Stored data
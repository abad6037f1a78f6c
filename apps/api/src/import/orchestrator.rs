//! Import orchestrator: one per session, single-flight.
//!
//! Idle → Loading → Loaded → Parsing → Done, with Error reachable from
//! Loading or Parsing and a reset to Idle from anywhere. Every phase captures
//! the cancel epoch when it starts; a reset bumps the epoch, which aborts the
//! awaited work and makes any late result a no-op.

use std::sync::{Arc, Mutex, MutexGuard, PoisonError};

use bytes::Bytes;
use chrono::{DateTime, Utc};
use serde::{Deserialize, Serialize};
use tracing::{debug, error, info, warn};
use uuid::Uuid;

use super::builder::build_resume;
use super::session::{CancelSignal, ImportState, Phase, ProgressEvent, ProgressReporter};
use super::{translate_service_error, ErrorSummary, ImportConfig, ImportError};
use crate::document::signals::{estimate_tokens, DeterministicSignals};
use crate::document::{
    extract_text_layer, resolve_file_type, DegradedReason, DocumentContent, FileType, TextLayer,
};
use crate::extraction::{ExtractionRequest, StructuredExtractor};
use crate::models::resume::CanonicalResume;

const LOAD_STARTED: f32 = 0.2;
const LOAD_EXTRACTED: f32 = 0.8;
const PARSE_STARTED: f32 = 0.1;
const PARSE_REQUEST_SENT: f32 = 0.3;
const PHASE_COMPLETE: f32 = 1.0;

/// Blocking reader that turns an upload into its text layer.
type TextReader = Arc<dyn Fn(FileType, &[u8]) -> TextLayer + Send + Sync>;

#[derive(Debug, Clone)]
pub struct FileUpload {
    pub file_name: String,
    pub content_type: Option<String>,
    pub bytes: Bytes,
}

#[derive(Debug, Clone, Default, Deserialize)]
pub struct ParseOptions {
    pub user_id: Option<String>,
    #[serde(default)]
    pub is_example: bool,
}

/// Result of the loading phase. `no_text` is a warning, not a failure.
#[derive(Debug, Clone, PartialEq, Serialize)]
pub struct LoadReport {
    pub file_name: String,
    pub file_type: FileType,
    pub char_count: usize,
    pub token_estimate: usize,
    pub no_text: bool,
    pub degraded_reason: Option<DegradedReason>,
}

#[derive(Debug, Clone, Serialize)]
pub struct SessionStatus {
    pub session_id: Uuid,
    pub state: ImportState,
    pub file_name: Option<String>,
    pub file_type: Option<FileType>,
    pub progress: Option<ProgressEvent>,
    pub no_text: bool,
    pub degraded_reason: Option<DegradedReason>,
    pub token_estimate: usize,
    pub last_error: Option<ErrorSummary>,
    pub result: Option<CanonicalResume>,
    pub created_at: DateTime<Utc>,
    pub updated_at: DateTime<Utc>,
}

struct Inner {
    state: ImportState,
    file_name: Option<String>,
    document: Option<DocumentContent>,
    degraded: Option<DegradedReason>,
    last_error: Option<ImportError>,
    result: Option<CanonicalResume>,
    updated_at: DateTime<Utc>,
}

impl Inner {
    fn idle() -> Self {
        Self {
            state: ImportState::Idle,
            file_name: None,
            document: None,
            degraded: None,
            last_error: None,
            result: None,
            updated_at: Utc::now(),
        }
    }

    fn transition(&mut self, state: ImportState) {
        self.state = state;
        self.updated_at = Utc::now();
    }
}

pub struct ImportOrchestrator {
    id: Uuid,
    config: ImportConfig,
    extractor: Arc<dyn StructuredExtractor>,
    reader: TextReader,
    inner: Mutex<Inner>,
    progress: ProgressReporter,
    cancel: CancelSignal,
    created_at: DateTime<Utc>,
}

impl ImportOrchestrator {
    pub fn new(config: ImportConfig, extractor: Arc<dyn StructuredExtractor>) -> Self {
        Self {
            id: Uuid::new_v4(),
            config,
            extractor,
            reader: Arc::new(extract_text_layer),
            inner: Mutex::new(Inner::idle()),
            progress: ProgressReporter::new(),
            cancel: CancelSignal::new(),
            created_at: Utc::now(),
        }
    }

    #[cfg(test)]
    fn with_reader(mut self, reader: TextReader) -> Self {
        self.reader = reader;
        self
    }

    pub fn id(&self) -> Uuid {
        self.id
    }

    /// True when no phase is running and the last state change is at least
    /// `ttl` before `now`.
    pub fn is_expired(&self, now: DateTime<Utc>, ttl: chrono::Duration) -> bool {
        let inner = self.lock();
        !inner.state.is_busy() && now - inner.updated_at >= ttl
    }

    #[cfg(test)]
    pub fn state(&self) -> ImportState {
        self.lock().state
    }

    pub fn subscribe_progress(&self) -> tokio::sync::watch::Receiver<Option<ProgressEvent>> {
        self.progress.subscribe()
    }

    // ──────────────────────────────────────────────────────────
    // Phase 1: loading
    // ──────────────────────────────────────────────────────────

    /// Validates the upload, extracts its text layer and ends in `Loaded`,
    /// even when no text could be read.
    pub async fn load(&self, upload: FileUpload) -> Result<LoadReport, ImportError> {
        let file_type = self.validate_upload(&upload)?;

        let epoch = {
            let mut inner = self.lock();
            if inner.state.is_busy() {
                return Err(ImportError::Busy(inner.state));
            }
            *inner = Inner::idle();
            inner.file_name = Some(upload.file_name.clone());
            inner.transition(ImportState::Loading);
            self.progress.begin(Phase::Loading);
            self.cancel.epoch()
        };

        info!(
            session_id = %self.id,
            file_name = %upload.file_name,
            %file_type,
            bytes = upload.bytes.len(),
            content_type = upload.content_type.as_deref().unwrap_or("unknown"),
            "Extracting document text"
        );
        self.advance(epoch, Phase::Loading, LOAD_STARTED);

        let bytes = upload.bytes.clone();
        let reader = self.reader.clone();
        let extraction = tokio::task::spawn_blocking(move || reader(file_type, &bytes));

        // A cancelled reader thread cannot be stopped; its result is dropped.
        let joined = tokio::select! {
            joined = extraction => joined,
            _ = self.cancel.cancelled(epoch) => {
                debug!(session_id = %self.id, "Loading cancelled");
                return Err(ImportError::Cancelled);
            }
        };

        let layer = match joined {
            Ok(layer) => layer,
            Err(e) => {
                error!(session_id = %self.id, error = %e, "Text extraction task failed");
                return Err(self.fail(epoch, ImportError::Internal(e.to_string())));
            }
        };
        self.advance(epoch, Phase::Loading, LOAD_EXTRACTED);

        let clean_text = layer.clean_text().to_string();
        let degraded = layer.degraded_reason().cloned();
        let report = LoadReport {
            file_name: upload.file_name.clone(),
            file_type,
            char_count: clean_text.chars().count(),
            token_estimate: estimate_tokens(&clean_text),
            no_text: clean_text.is_empty(),
            degraded_reason: degraded.clone(),
        };

        {
            let mut inner = self.lock();
            if !self.cancel.is_current(epoch) {
                return Err(ImportError::Cancelled);
            }
            inner.document = Some(DocumentContent {
                clean_text,
                file_type,
            });
            inner.degraded = degraded;
            inner.transition(ImportState::Loaded);
            self.progress.advance(Phase::Loading, PHASE_COMPLETE);
        }

        match &report.degraded_reason {
            Some(reason) => warn!(
                session_id = %self.id,
                file_name = %report.file_name,
                %reason,
                "No text content extracted from document"
            ),
            None => info!(
                session_id = %self.id,
                file_name = %report.file_name,
                chars = report.char_count,
                "Document loaded"
            ),
        }

        Ok(report)
    }

    fn validate_upload(&self, upload: &FileUpload) -> Result<FileType, ImportError> {
        let file_type = resolve_file_type(&upload.file_name);
        if file_type == FileType::Unknown {
            return Err(ImportError::InvalidFileType {
                file_name: upload.file_name.clone(),
            });
        }
        let size = upload.bytes.len() as u64;
        if size > self.config.max_file_bytes {
            warn!(session_id = %self.id, file_name = %upload.file_name, size, "Upload exceeds size cap");
            return Err(ImportError::FileTooLarge {
                limit_mb: self.config.max_file_mb(),
            });
        }
        Ok(file_type)
    }

    // ──────────────────────────────────────────────────────────
    // Phase 2: parsing
    // ──────────────────────────────────────────────────────────

    /// Sends the loaded text to the extraction service and builds the record.
    /// Allowed from `Loaded`, and from `Error` to retry without re-reading.
    pub async fn parse(&self, options: ParseOptions) -> Result<CanonicalResume, ImportError> {
        let (epoch, content, file_name) = {
            let mut inner = self.lock();
            let state = inner.state;
            if state.is_busy() {
                return Err(ImportError::Busy(state));
            }
            let document = match (&inner.document, state) {
                (Some(document), ImportState::Loaded | ImportState::Error) => document,
                _ => {
                    return Err(ImportError::InvalidTransition {
                        action: "parse",
                        state,
                    })
                }
            };
            if document.clean_text.is_empty() {
                return Err(ImportError::EmptyContent);
            }
            let content = document.clean_text.clone();
            let file_name = inner.file_name.clone().unwrap_or_default();

            inner.last_error = None;
            inner.transition(ImportState::Parsing);
            self.progress.begin(Phase::Parsing);
            (self.cancel.epoch(), content, file_name)
        };

        self.advance(epoch, Phase::Parsing, PARSE_STARTED);

        let signals = DeterministicSignals::from_text(&content);
        let tokens = estimate_tokens(&content);
        if self.config.development_mode {
            info!(session_id = %self.id, chars = content.len(), token_estimate = tokens, "Resume token estimate");
        } else {
            debug!(session_id = %self.id, chars = content.len(), token_estimate = tokens, "Resume token estimate");
        }

        let request = ExtractionRequest {
            user_id: if options.is_example {
                None
            } else {
                options.user_id
            },
            is_example: options.is_example,
            is_development: self.config.development_mode,
            extracted_email: signals.email.clone(),
            extracted_phone: signals.phone.clone(),
            ..ExtractionRequest::new(content, file_name)
        };

        info!(
            session_id = %self.id,
            backend = self.extractor.backend(),
            has_email = signals.email.is_some(),
            has_phone = signals.phone.is_some(),
            "Requesting structured extraction"
        );
        self.advance(epoch, Phase::Parsing, PARSE_REQUEST_SENT);

        let outcome = tokio::select! {
            outcome = self.extractor.extract(&request) => outcome,
            _ = self.cancel.cancelled(epoch) => {
                debug!(session_id = %self.id, "Parsing cancelled");
                return Err(ImportError::Cancelled);
            }
        };

        let candidate = match outcome {
            Ok(candidate) => candidate,
            Err(e) => {
                error!(
                    session_id = %self.id,
                    backend = self.extractor.backend(),
                    error = %e,
                    "Structured extraction failed"
                );
                return Err(self.fail(epoch, translate_service_error(&e)));
            }
        };

        let resume = build_resume(
            candidate.as_value(),
            signals.email.as_deref(),
            signals.phone.as_deref(),
        );

        {
            let mut inner = self.lock();
            if !self.cancel.is_current(epoch) {
                return Err(ImportError::Cancelled);
            }
            inner.result = Some(resume.clone());
            inner.transition(ImportState::Done);
            self.progress.advance(Phase::Parsing, PHASE_COMPLETE);
        }

        info!(
            session_id = %self.id,
            experience = resume.experience.len(),
            education = resume.education.len(),
            skills = resume.skills.len(),
            "Resume imported"
        );

        Ok(resume)
    }

    // ──────────────────────────────────────────────────────────
    // Reset & status
    // ──────────────────────────────────────────────────────────

    /// Returns to `Idle` from any state, cancelling in-flight work and
    /// discarding the document.
    pub fn reset(&self) {
        let mut inner = self.lock();
        let previous = inner.state;
        self.cancel.cancel();
        *inner = Inner::idle();
        self.progress.clear();
        info!(session_id = %self.id, %previous, "Import session reset");
    }

    pub fn status(&self) -> SessionStatus {
        let inner = self.lock();
        let clean_text = inner
            .document
            .as_ref()
            .map(|d| d.clean_text.as_str())
            .unwrap_or_default();
        SessionStatus {
            session_id: self.id,
            state: inner.state,
            file_name: inner.file_name.clone(),
            file_type: inner.document.as_ref().map(|d| d.file_type),
            progress: self.progress.current(),
            no_text: inner.document.is_some() && clean_text.is_empty(),
            degraded_reason: inner.degraded.clone(),
            token_estimate: estimate_tokens(clean_text),
            last_error: inner.last_error.as_ref().map(ErrorSummary::from),
            result: inner.result.clone(),
            created_at: self.created_at,
            updated_at: inner.updated_at,
        }
    }

    // ──────────────────────────────────────────────────────────
    // Helpers
    // ──────────────────────────────────────────────────────────

    fn lock(&self) -> MutexGuard<'_, Inner> {
        self.inner.lock().unwrap_or_else(PoisonError::into_inner)
    }

    fn advance(&self, epoch: u64, phase: Phase, fraction: f32) {
        let _inner = self.lock();
        if self.cancel.is_current(epoch) {
            self.progress.advance(phase, fraction);
        }
    }

    /// Records `err` as the session error, unless the phase was cancelled.
    fn fail(&self, epoch: u64, err: ImportError) -> ImportError {
        let mut inner = self.lock();
        if !self.cancel.is_current(epoch) {
            return ImportError::Cancelled;
        }
        inner.last_error = Some(err.clone());
        inner.transition(ImportState::Error);
        err
    }
}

#### [EXERCISE DIRECTIONS]
Go through the data above and find the lines with the word "backend". Copy each of those lines.

#### [OUTPUT FOR THIS EXERCISE]
            backend = self.extractor.backend(),
                    backend = self.extractor.backend(),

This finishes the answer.